С чего начиналась "афганская" песня
.Сначала несколько личных мнений. К концу 70-х бардовская песня зашла в тупик. Туристическая тематика была пахана - перепахана и надоела. Политическая – облатнилась и выродилась. Песни о войне казались надуманными и фальшивыми, поскольку сочиняли их люди, представления о войне не имевшие. Упал творческий
уровень, упала и популярность.И вдруг на вечеринках, в электричках, в подъездах загремели из магнитофонов выстрелы, взрывы, звуки восточных молитв, и на их фоне – чистый, сильный, взволнованный и волнующий голос. Это пел Юрий Кирсанов – основоположник жанра “афганской” песни, без коего, я уверен, не возродился бы ныне и офицерский романс.
1. “Видно, смерть меня очень боится…”
Песни Кирсанова стали своеобразной классикой, положили начало огромной популярности (кстати, не только в нашей стране, но и за рубежом) песенного творчества наших воинов-интернационалистов, сохранили для потомков точную и образную правду афганской войны. А вот правду о нем самом до сих пор знают очень и очень немногие…
“К сожалению, мы уже не сможем услышать Юрия Кирсанова – в 32 года он ушел из жизни”, “Один из первых авторов, задавший тон этому песенному творчеству…, уже не сможет спеть ни перед микрофоном, ни в кругу боевых друзей”. Подобных выписок из газет, журналов, книг могу привести много. Даже в предисловии к комплекту пластинок “Время выбрало нас” (фирма Мелодия, 1988 год) о Кирсанове говорилось в прошедшем времени, и его песни попали на пластинку не со студийной пленки, а с одной из давних, истертых, заслушанных кассет.

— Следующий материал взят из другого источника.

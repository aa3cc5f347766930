//! Colour-keyed province index over the province-identity raster.
//!
//! The raster is decoded once into a dense buffer of province slots so that
//! full-raster passes (political colouring, borders, label sampling) can read
//! a `u32` per pixel instead of re-hashing colours.

use image::RgbaImage;
use log::info;
use std::collections::HashMap;

use crate::ProvinceId;
use crate::color::ColorKey;
use crate::definitions::{RegionCategory, RegionDefinition};
use crate::error::DataError;

/// Slot value for pixels that resolve to no region.
pub const NO_SLOT: u32 = u32::MAX;

/// Inclusive pixel bounding box.
#[derive(Debug, Clone, Copy, PartialEq, Eq)]
pub struct PixelRect {
    pub min_x: u32,
    pub min_y: u32,
    pub max_x: u32,
    pub max_y: u32,
}

impl PixelRect {
    pub fn point(x: u32, y: u32) -> Self {
        PixelRect {
            min_x: x,
            min_y: y,
            max_x: x,
            max_y: y,
        }
    }

    pub fn include(&mut self, x: u32, y: u32) {
        self.min_x = self.min_x.min(x);
        self.min_y = self.min_y.min(y);
        self.max_x = self.max_x.max(x);
        self.max_y = self.max_y.max(y);
    }

    pub fn width(&self) -> u32 {
        self.max_x - self.min_x + 1
    }

    pub fn height(&self) -> u32 {
        self.max_y - self.min_y + 1
    }
}

/// A discrete map region. Immutable once the index is built.
#[derive(Debug, Clone, PartialEq)]
pub struct Province {
    pub id: ProvinceId,
    pub color: ColorKey,
    pub category: RegionCategory,
    pub coastal: bool,
    pub terrain: String,
    pub continent: String,
    /// Number of raster pixels carrying this region's colour.
    pub pixel_count: u64,
    /// Tight bounds of those pixels; `None` if the colour never appears.
    pub bounds: Option<PixelRect>,
}

impl Province {
    pub fn is_water(&self) -> bool {
        self.category.is_water()
    }
}

#[derive(Debug, Clone)]
pub struct ProvinceIndex {
    width: u32,
    height: u32,
    provinces: Vec<Province>,
    by_color: HashMap<ColorKey, u32>,
    by_id: HashMap<ProvinceId, u32>,
    slots: Vec<u32>,
}

impl ProvinceIndex {
    /// Builds the index in one go. See [`IndexBuilder`] for the incremental form.
    pub fn build(definitions: &[RegionDefinition], raster: &RgbaImage) -> Result<Self, DataError> {
        let mut builder = IndexBuilder::new(definitions, raster)?;
        while !builder.step(u32::MAX) {}
        Ok(builder.finish())
    }

    pub fn dimensions(&self) -> (u32, u32) {
        (self.width, self.height)
    }

    pub fn width(&self) -> u32 {
        self.width
    }

    pub fn height(&self) -> u32 {
        self.height
    }

    /// Resolves an integer pixel coordinate. Out of bounds, transparent and
    /// unknown colours all yield `None`.
    pub fn lookup(&self, x: i64, y: i64) -> Option<&Province> {
        if x < 0 || y < 0 || x >= self.width as i64 || y >= self.height as i64 {
            return None;
        }
        self.slot_at(x as u32, y as u32)
            .and_then(|slot| self.province(slot))
    }

    /// Resolves a world-space position (floored to the containing pixel).
    pub fn lookup_world(&self, x: f64, y: f64) -> Option<&Province> {
        if !x.is_finite() || !y.is_finite() {
            return None;
        }
        self.lookup(x.floor() as i64, y.floor() as i64)
    }

    /// Slot of the pixel at `(x, y)`, or `None` for background and out of bounds.
    #[inline]
    pub fn slot_at(&self, x: u32, y: u32) -> Option<u32> {
        if x >= self.width || y >= self.height {
            return None;
        }
        let slot = self.slots[(y as usize) * (self.width as usize) + x as usize];
        (slot != NO_SLOT).then_some(slot)
    }

    /// Dense per-pixel slot buffer in row-major order, [`NO_SLOT`] for background.
    pub fn slots(&self) -> &[u32] {
        &self.slots
    }

    pub fn province(&self, slot: u32) -> Option<&Province> {
        self.provinces.get(slot as usize)
    }

    pub fn slot_count(&self) -> usize {
        self.provinces.len()
    }

    pub fn slot_of(&self, id: ProvinceId) -> Option<u32> {
        self.by_id.get(&id).copied()
    }

    pub fn by_id(&self, id: ProvinceId) -> Option<&Province> {
        self.slot_of(id).and_then(|slot| self.province(slot))
    }

    pub fn by_color(&self, color: ColorKey) -> Option<&Province> {
        self.by_color
            .get(&color)
            .and_then(|&slot| self.province(slot))
    }

    pub fn iter(&self) -> impl Iterator<Item = &Province> {
        self.provinces.iter()
    }

    pub fn land_provinces(&self) -> impl Iterator<Item = &Province> {
        self.provinces.iter().filter(|p| !p.is_water())
    }
}

/// Incremental index construction, one band of rows per [`step`](Self::step).
///
/// Colour registration (and the duplicate-colour check) happens up front in
/// [`new`](Self::new), so a builder only exists for a consistent table.
pub struct IndexBuilder<'a> {
    raster: &'a RgbaImage,
    provinces: Vec<Province>,
    by_color: HashMap<ColorKey, u32>,
    by_id: HashMap<ProvinceId, u32>,
    slots: Vec<u32>,
    next_row: u32,
}

impl<'a> IndexBuilder<'a> {
    pub fn new(definitions: &[RegionDefinition], raster: &'a RgbaImage) -> Result<Self, DataError> {
        let mut provinces = Vec::with_capacity(definitions.len());
        let mut by_color = HashMap::with_capacity(definitions.len());
        let mut by_id = HashMap::with_capacity(definitions.len());

        for def in definitions {
            let slot = provinces.len() as u32;
            if let Some(&existing) = by_color.get(&def.color) {
                let first: &Province = &provinces[existing as usize];
                return Err(DataError::DuplicateColor {
                    color: def.color,
                    first: first.id,
                    second: def.id,
                });
            }
            if by_id.insert(def.id, slot).is_some() {
                return Err(DataError::DuplicateRegionId(def.id));
            }
            by_color.insert(def.color, slot);
            provinces.push(Province {
                id: def.id,
                color: def.color,
                category: def.category.clone(),
                coastal: def.coastal,
                terrain: def.terrain.clone(),
                continent: def.continent.clone(),
                pixel_count: 0,
                bounds: None,
            });
        }

        let pixel_total = raster.width() as usize * raster.height() as usize;
        Ok(IndexBuilder {
            raster,
            provinces,
            by_color,
            by_id,
            slots: Vec::with_capacity(pixel_total),
            next_row: 0,
        })
    }

    pub fn rows_done(&self) -> u32 {
        self.next_row
    }

    /// Decodes up to `max_rows` rows. Returns `true` once the whole raster is done.
    pub fn step(&mut self, max_rows: u32) -> bool {
        let raster = self.raster;
        let (width, height) = raster.dimensions();
        let end = self.next_row.saturating_add(max_rows.max(1)).min(height);

        // Provinces are large flat fills, so consecutive pixels usually share a colour.
        let mut last: Option<(ColorKey, u32)> = None;
        for y in self.next_row..end {
            for x in 0..width {
                let px = raster.get_pixel(x, y);
                if px[3] == 0 {
                    self.slots.push(NO_SLOT);
                    continue;
                }
                let key = ColorKey::from_pixel(px);
                let slot = match last {
                    Some((k, s)) if k == key => s,
                    _ => {
                        let s = self.by_color.get(&key).copied().unwrap_or(NO_SLOT);
                        last = Some((key, s));
                        s
                    }
                };
                self.slots.push(slot);
                if slot != NO_SLOT {
                    let province = &mut self.provinces[slot as usize];
                    province.pixel_count += 1;
                    match &mut province.bounds {
                        Some(b) => b.include(x, y),
                        None => province.bounds = Some(PixelRect::point(x, y)),
                    }
                }
            }
        }
        self.next_row = end;
        self.next_row >= height
    }

    pub fn finish(mut self) -> ProvinceIndex {
        while !self.step(u32::MAX) {}
        let (width, height) = self.raster.dimensions();
        let assigned = self.slots.iter().filter(|&&s| s != NO_SLOT).count();
        info!(
            "Province index built: {} regions, {}/{} pixels assigned ({}x{})",
            self.provinces.len(),
            assigned,
            self.slots.len(),
            width,
            height
        );
        ProvinceIndex {
            width,
            height,
            provinces: self.provinces,
            by_color: self.by_color,
            by_id: self.by_id,
            slots: self.slots,
        }
    }
}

Версий гибели было несколько. Одну из них, каюсь, обнародовал я, процитировав в “Правде” после очередной афганской командировки строки из песни Кирсанова, сопроводив цитату рассказом знакомого вертолетчика, что это он летел с Кирсановым в районе Шинданда и что потом Юра, по слухам, погиб. Вторая версия была чуть конкретней: подорвался на мине. Третья – внешне странной, но психологически убедительной: Кирсанов вернулся из Афганистана и умер уже на Родине – от разрыва сердца.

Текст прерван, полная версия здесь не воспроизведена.